Count up the lines of the data below that contain the string "trailing", then give only the total.

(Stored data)
((
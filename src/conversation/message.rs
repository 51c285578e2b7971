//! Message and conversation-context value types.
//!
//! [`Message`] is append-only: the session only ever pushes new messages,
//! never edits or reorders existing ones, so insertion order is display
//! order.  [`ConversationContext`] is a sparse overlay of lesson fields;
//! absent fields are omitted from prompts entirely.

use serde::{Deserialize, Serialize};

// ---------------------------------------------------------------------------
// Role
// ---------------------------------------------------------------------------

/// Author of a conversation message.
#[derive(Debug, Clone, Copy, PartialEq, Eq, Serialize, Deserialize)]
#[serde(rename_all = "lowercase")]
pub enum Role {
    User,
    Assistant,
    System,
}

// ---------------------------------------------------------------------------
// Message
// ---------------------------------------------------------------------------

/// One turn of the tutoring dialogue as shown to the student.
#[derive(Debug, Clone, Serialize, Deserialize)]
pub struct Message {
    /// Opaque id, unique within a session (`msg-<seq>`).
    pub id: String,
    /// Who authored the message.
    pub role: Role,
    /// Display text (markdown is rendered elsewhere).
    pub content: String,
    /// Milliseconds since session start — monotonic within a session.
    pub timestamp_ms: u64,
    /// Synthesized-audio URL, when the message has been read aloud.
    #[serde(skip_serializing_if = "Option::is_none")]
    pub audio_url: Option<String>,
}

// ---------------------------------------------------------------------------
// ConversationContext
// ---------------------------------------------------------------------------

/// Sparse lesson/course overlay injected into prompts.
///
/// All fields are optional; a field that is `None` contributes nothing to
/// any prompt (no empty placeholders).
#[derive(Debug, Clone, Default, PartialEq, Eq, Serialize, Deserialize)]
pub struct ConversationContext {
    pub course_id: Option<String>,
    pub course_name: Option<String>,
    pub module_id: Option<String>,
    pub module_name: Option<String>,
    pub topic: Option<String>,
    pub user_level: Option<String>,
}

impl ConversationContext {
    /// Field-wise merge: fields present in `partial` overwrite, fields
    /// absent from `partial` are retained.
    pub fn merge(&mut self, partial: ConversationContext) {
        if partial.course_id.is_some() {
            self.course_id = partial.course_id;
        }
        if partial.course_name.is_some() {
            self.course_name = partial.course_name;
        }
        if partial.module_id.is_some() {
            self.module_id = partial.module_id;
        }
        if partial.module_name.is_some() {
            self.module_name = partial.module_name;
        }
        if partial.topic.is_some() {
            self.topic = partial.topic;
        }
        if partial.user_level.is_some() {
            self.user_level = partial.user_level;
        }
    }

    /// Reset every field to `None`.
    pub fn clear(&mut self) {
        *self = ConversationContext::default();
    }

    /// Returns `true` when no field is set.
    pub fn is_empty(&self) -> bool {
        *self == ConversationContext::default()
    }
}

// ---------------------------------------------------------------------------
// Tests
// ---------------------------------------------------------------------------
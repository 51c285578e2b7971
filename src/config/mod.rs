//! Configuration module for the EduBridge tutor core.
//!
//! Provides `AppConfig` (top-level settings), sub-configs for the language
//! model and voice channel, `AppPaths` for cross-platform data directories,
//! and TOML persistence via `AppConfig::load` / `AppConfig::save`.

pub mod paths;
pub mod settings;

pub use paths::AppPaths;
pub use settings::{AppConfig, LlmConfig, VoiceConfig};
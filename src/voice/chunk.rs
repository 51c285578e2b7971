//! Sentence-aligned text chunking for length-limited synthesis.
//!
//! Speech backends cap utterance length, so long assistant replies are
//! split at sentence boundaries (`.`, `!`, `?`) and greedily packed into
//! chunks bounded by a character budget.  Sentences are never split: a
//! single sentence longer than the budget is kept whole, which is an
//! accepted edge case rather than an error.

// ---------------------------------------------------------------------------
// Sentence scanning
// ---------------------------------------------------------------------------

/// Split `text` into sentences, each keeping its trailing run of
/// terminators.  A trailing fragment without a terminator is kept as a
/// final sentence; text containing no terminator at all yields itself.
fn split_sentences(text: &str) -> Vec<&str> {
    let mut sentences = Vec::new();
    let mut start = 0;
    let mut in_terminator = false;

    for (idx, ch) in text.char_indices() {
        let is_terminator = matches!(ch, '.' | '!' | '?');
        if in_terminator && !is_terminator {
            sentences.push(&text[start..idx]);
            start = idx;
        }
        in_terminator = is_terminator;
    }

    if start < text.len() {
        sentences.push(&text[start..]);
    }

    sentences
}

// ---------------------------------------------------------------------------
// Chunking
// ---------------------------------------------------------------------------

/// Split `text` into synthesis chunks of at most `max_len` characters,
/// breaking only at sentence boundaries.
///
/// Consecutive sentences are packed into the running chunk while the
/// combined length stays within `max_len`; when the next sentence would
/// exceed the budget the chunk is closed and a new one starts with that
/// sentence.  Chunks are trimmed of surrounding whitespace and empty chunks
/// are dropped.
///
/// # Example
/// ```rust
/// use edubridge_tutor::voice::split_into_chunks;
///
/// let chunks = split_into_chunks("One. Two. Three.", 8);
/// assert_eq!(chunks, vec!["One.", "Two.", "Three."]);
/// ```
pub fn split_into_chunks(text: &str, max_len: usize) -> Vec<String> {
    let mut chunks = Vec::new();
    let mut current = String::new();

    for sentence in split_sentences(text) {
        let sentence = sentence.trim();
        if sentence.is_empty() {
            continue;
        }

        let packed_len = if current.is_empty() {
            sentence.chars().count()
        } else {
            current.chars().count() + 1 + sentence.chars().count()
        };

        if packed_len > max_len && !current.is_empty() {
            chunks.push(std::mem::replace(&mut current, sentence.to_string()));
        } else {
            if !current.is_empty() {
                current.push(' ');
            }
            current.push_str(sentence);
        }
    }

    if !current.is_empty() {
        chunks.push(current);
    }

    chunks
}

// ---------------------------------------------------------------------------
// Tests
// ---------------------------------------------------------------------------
))
((
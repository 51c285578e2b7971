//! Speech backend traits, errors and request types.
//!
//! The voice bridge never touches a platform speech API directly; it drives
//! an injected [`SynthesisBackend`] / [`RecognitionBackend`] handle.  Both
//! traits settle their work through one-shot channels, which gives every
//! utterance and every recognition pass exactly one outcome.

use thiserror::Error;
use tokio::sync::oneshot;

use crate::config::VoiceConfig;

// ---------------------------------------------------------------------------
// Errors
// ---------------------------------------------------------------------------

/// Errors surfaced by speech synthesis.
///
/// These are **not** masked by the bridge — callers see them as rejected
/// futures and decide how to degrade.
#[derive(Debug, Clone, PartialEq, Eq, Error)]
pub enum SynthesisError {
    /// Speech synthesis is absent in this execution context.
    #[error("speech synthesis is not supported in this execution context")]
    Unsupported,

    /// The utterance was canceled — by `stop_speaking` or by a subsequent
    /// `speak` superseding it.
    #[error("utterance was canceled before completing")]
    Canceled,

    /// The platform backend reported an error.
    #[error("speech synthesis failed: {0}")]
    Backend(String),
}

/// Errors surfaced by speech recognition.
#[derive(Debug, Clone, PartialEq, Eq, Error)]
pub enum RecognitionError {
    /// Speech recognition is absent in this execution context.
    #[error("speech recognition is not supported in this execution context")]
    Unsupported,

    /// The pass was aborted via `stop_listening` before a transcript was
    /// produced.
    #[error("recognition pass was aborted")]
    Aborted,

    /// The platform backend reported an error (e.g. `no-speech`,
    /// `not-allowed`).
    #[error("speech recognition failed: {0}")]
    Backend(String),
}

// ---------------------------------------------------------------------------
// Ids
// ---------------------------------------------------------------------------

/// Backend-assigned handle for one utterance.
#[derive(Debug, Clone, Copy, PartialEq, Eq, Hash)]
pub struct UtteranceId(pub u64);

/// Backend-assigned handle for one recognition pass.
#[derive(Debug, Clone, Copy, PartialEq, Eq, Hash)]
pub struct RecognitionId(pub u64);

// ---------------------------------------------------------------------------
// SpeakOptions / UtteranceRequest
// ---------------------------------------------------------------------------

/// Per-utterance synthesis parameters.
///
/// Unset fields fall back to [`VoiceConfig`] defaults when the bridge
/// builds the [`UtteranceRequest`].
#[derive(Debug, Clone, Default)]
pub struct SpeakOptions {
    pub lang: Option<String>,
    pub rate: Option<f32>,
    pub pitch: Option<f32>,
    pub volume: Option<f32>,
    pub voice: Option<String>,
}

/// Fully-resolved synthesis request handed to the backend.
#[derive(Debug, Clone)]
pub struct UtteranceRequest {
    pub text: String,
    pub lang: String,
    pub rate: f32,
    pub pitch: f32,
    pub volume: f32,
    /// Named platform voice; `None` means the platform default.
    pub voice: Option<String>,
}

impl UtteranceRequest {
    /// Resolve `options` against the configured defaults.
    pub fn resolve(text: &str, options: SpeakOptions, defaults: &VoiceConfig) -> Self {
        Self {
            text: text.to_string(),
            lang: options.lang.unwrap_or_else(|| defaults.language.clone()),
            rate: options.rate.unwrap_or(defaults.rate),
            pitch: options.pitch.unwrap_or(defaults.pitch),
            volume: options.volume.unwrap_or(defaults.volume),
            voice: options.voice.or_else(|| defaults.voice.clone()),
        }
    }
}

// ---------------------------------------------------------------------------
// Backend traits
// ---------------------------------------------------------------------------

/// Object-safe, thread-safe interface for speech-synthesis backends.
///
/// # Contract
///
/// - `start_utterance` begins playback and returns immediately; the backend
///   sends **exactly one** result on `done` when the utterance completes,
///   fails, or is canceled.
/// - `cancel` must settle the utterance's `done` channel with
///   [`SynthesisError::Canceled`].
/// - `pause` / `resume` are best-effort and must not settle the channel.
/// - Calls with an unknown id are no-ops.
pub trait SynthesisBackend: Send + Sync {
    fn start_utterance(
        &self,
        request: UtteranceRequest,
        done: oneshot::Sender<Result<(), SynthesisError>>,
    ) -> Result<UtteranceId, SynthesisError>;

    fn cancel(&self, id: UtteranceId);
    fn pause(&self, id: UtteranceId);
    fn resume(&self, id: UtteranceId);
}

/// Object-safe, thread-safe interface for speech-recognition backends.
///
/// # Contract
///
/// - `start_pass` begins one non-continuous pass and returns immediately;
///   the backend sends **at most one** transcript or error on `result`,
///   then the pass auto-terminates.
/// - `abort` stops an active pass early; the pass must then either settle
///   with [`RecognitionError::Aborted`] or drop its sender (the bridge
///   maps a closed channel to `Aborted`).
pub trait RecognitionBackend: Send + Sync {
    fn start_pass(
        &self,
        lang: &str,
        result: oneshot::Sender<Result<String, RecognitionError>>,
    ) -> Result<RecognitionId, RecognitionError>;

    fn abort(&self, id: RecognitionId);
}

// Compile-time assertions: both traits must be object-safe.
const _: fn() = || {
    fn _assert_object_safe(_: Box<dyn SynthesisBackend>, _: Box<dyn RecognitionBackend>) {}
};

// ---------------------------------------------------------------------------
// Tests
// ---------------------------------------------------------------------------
))
• SOLUTION BELOW: 2